I assume the bugs were open at some point. Maybe not.

 

I haven't checked all Critical bugs from April, but I checked 3 of them, and all 3 had to do with a vulnerability in Adobe Flash Player*.

* They were reported as such by the researchers.

I'm assuming that Adobe Flash Player's security bugs are also considered Chrome bugs, since Chrome does bundle it.

-edit-

Looking at http://googlechromereleases.blogspot.com, I believe those 3 were the only Critical bugs in April.

 

Speaking of bundling AFP, it sure is nice to not have to mess around with updating it all of the time. Just another advantage to running Chrome.

 

Yeah, believe me, I will happily allow Google to do that work for me. Now if we could just work magic and get them to sandbox Java, we'd be dang near set

 

Let's grab some bats (not the baseball ones ) and head over Oracle's headquarters.

 

Right behind you, lead the way

 

If it's Java running in Chrome and Chrome is sandboxed in Sandboxie, Java is sandboxed, no?

 

Yeah, if you allow the java process to run in the same sandbox you made for Chrome, but one could argue Chrome doesn't really need Sandboxie So, it can still be a problem.

 

OK... This ComputerWorld's paragraph is misleading:

I've only found 7, since January. I don't think 7 = several, does it?

 

Several implies more than 1 or 2, so yep Really it's a matter of opinion, 7 is very few, in my book. To a security nut or researcher, that might be a lot.

 

What do they think about the High ones, then? lol

 

I imagine said security nuts are on their way to ERs around the world to treat the heart attacks that 15 high rated issues caused

 

You lost me, dw.
But this much I know... Chrome gets forced to open in Sandboxie in my little computer world.

 

Where did you get lost at, Page? Just follow the blinking light from my flashlight, we'll get you home Okay, when Chrome needs Java, it calls out to the java process. If you're running Chrome inside Sandboxie, but haven't set up Java to also run within that box, Sandboxie is gonna throw a fit and holler about Java being denied, and whatever asked for Java to begin with is either going to sit and do nothing, or flash it's own warning about not detecting Java.

 

Thanks for the blinking light, dw!
Well, I don't have Java configured inside the Chrome sandbox for either internet access or start/run access... no fits to speak of. Is it possible that I haven't gone anywhere or done anything that needs Java?
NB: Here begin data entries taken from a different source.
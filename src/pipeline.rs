//! End-to-end planning: series -> graph -> path -> trades

use std::fmt;

use tracing::{info, warn};

use crate::graph::{BuildProgress, GraphBuilder, GraphStats, HoldWindow};
use crate::series::PriceSeries;
use crate::solver::{LongestPathSolver, Path, Trade, TradeExtractor};

/// Why a plan came back empty. Neither case is an error.
#[derive(Debug, Clone, Copy, PartialEq, Eq)]
pub enum Shortfall {
    /// Series too short for even one minimum-length hold
    InsufficientData { len: usize, required: usize },
    /// The solver had no nodes to work with
    EmptyGraph,
}

impl fmt::Display for Shortfall {
    fn fmt(&self, f: &mut fmt::Formatter<'_>) -> fmt::Result {
        match self {
            Shortfall::InsufficientData { len, required } => write!(
                f,
                "insufficient data: {} samples, at least {} needed for one trade",
                len, required
            ),
            Shortfall::EmptyGraph => write!(f, "empty graph: nothing to solve"),
        }
    }
}

/// The optimal schedule for one series
#[derive(Debug, Clone, PartialEq)]
pub struct Strategy {
    pub trades: Vec<Trade>,
    pub total_profit: f64,
    pub path: Option<Path>,
    pub stats: GraphStats,
    pub shortfall: Option<Shortfall>,
}

impl Strategy {
    fn empty(stats: GraphStats, shortfall: Shortfall) -> Self {
        Self {
            trades: Vec::new(),
            total_profit: 0.0,
            path: None,
            stats,
            shortfall: Some(shortfall),
        }
    }
}

/// Build, solve and extract in one go
pub fn plan(
    series: &PriceSeries,
    window: HoldWindow,
    progress: Option<(usize, &mut dyn BuildProgress)>,
) -> Strategy {
    let mut builder = GraphBuilder::new(window);
    if let Some((interval, observer)) = progress {
        builder = builder.with_progress(interval, observer);
    }

    let graph = builder.build(series);
    let stats = graph.stats();

    if series.len() < window.min_series_len() {
        let shortfall = Shortfall::InsufficientData {
            len: series.len(),
            required: window.min_series_len(),
        };
        warn!("{}", shortfall);
        return Strategy::empty(stats, shortfall);
    }

    let Some(path) = LongestPathSolver::new(&graph).solve() else {
        warn!("{}", Shortfall::EmptyGraph);
        return Strategy::empty(stats, Shortfall::EmptyGraph);
    };

    let (trades, total_profit) = TradeExtractor::new(&graph).extract(&path);
    info!(
        "Planned {} trades for total profit {:.4}",
        trades.len(),
        total_profit
    );

    Strategy {
        trades,
        total_profit,
        path: Some(path),
        stats,
        shortfall: None,
    }
}
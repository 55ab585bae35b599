//! Phase 3: The Reporter
//!
//! Renders realized trades as text lines or a JSON document, to the
//! console or to a file.

use eyre::Result;
use serde::Serialize;
use std::fs;
use std::io::Write;
use std::path::Path;
use tracing::info;

use crate::config::ReportFormat;
use crate::series::PriceSeries;
use crate::solver::Trade;

#[derive(Debug, Serialize)]
struct JsonTrade<'a> {
    #[serde(flatten)]
    trade: &'a Trade,
    open_label: Option<&'a str>,
    close_label: Option<&'a str>,
}

#[derive(Debug, Serialize)]
struct JsonReport<'a> {
    trades: Vec<JsonTrade<'a>>,
    trade_count: usize,
    total_profit: f64,
}

pub struct Reporter {
    precision: usize,
    format: ReportFormat,
}

impl Reporter {
    pub fn new(precision: usize, format: ReportFormat) -> Self {
        Self { precision, format }
    }

    /// One line per trade
    pub fn trade_line(&self, number: usize, trade: &Trade) -> String {
        format!(
            "Trade {} - Buy: {} -> Sell: {} = Profit: {:.prec$}  ---- start: {}, end: {}",
            number,
            trade.buy_value,
            trade.sell_value,
            trade.profit,
            trade.open_index,
            trade.close_index,
            prec = self.precision
        )
    }

    pub fn total_line(&self, total_profit: f64) -> String {
        format!("total profit: {:.prec$}", total_profit, prec = self.precision)
    }

    /// Render the full report in the configured format
    pub fn render(&self, trades: &[Trade], total_profit: f64, series: &PriceSeries) -> Result<String> {
        match self.format {
            ReportFormat::Text => {
                let mut out = String::new();
                for (number, trade) in trades.iter().enumerate() {
                    out.push_str(&self.trade_line(number, trade));
                    out.push('\n');
                }
                out.push_str(&self.total_line(total_profit));
                out.push('\n');
                Ok(out)
            }
            ReportFormat::Json => {
                let report = JsonReport {
                    trades: trades
                        .iter()
                        .map(|trade| JsonTrade {
                            trade,
                            open_label: series.label(trade.open_index),
                            close_label: series.label(trade.close_index),
                        })
                        .collect(),
                    trade_count: trades.len(),
                    total_profit,
                };
                let mut json = serde_json::to_string_pretty(&report)?;
                json.push('\n');
                Ok(json)
            }
        }
    }

    pub fn write_to<W: Write>(
        &self,
        mut writer: W,
        trades: &[Trade],
        total_profit: f64,
        series: &PriceSeries,
    ) -> Result<()> {
        let rendered = self.render(trades, total_profit, series)?;
        writer.write_all(rendered.as_bytes())?;
        writer.flush()?;
        Ok(())
    }

    /// Write the report to a file, creating parent directories if needed
    pub fn write_to_file<P: AsRef<Path>>(
        &self,
        path: P,
        trades: &[Trade],
        total_profit: f64,
        series: &PriceSeries,
    ) -> Result<()> {
        let path = path.as_ref();
        if let Some(parent) = path.parent().filter(|p| !p.as_os_str().is_empty()) {
            fs::create_dir_all(parent)?;
        }

        let file = fs::File::create(path)?;
        self.write_to(file, trades, total_profit, series)?;

        info!("Wrote {} trades to {}", trades.len(), path.display());
        Ok(())
    }
}

impl Default for Reporter {
    fn default() -> Self {
        Self::new(4, ReportFormat::Text)
    }
}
And why is it a problem to "allow the java process to run in the same sandbox you made for Chrome"?

 

No no, it's not a problem to run Java in the same box as Chrome. In fact, you have to, if you want Java to work Is your sandbox by chance running in its default config, meaning you haven't set up any start/run/internet restrictions in it? If that's the case, then no, you won't run into issues with Java and Chrome, as everything is allowed to run in that sandbox.

If you have set up restrictions, but not included Java, then yes, it's because you haven't needed to use Java yet.

 

Yep, I have restrictions without Java.

 

Then unless you allow Java in the sandbox, Sandboxie is gonna get mad soon enough

 

Thanks guys for the explanation. I still use Firefox as my main browser but in a pinch, use Google Chrome and have noticed the well, not so good ad blocking.

I'm looking forward to these improvements.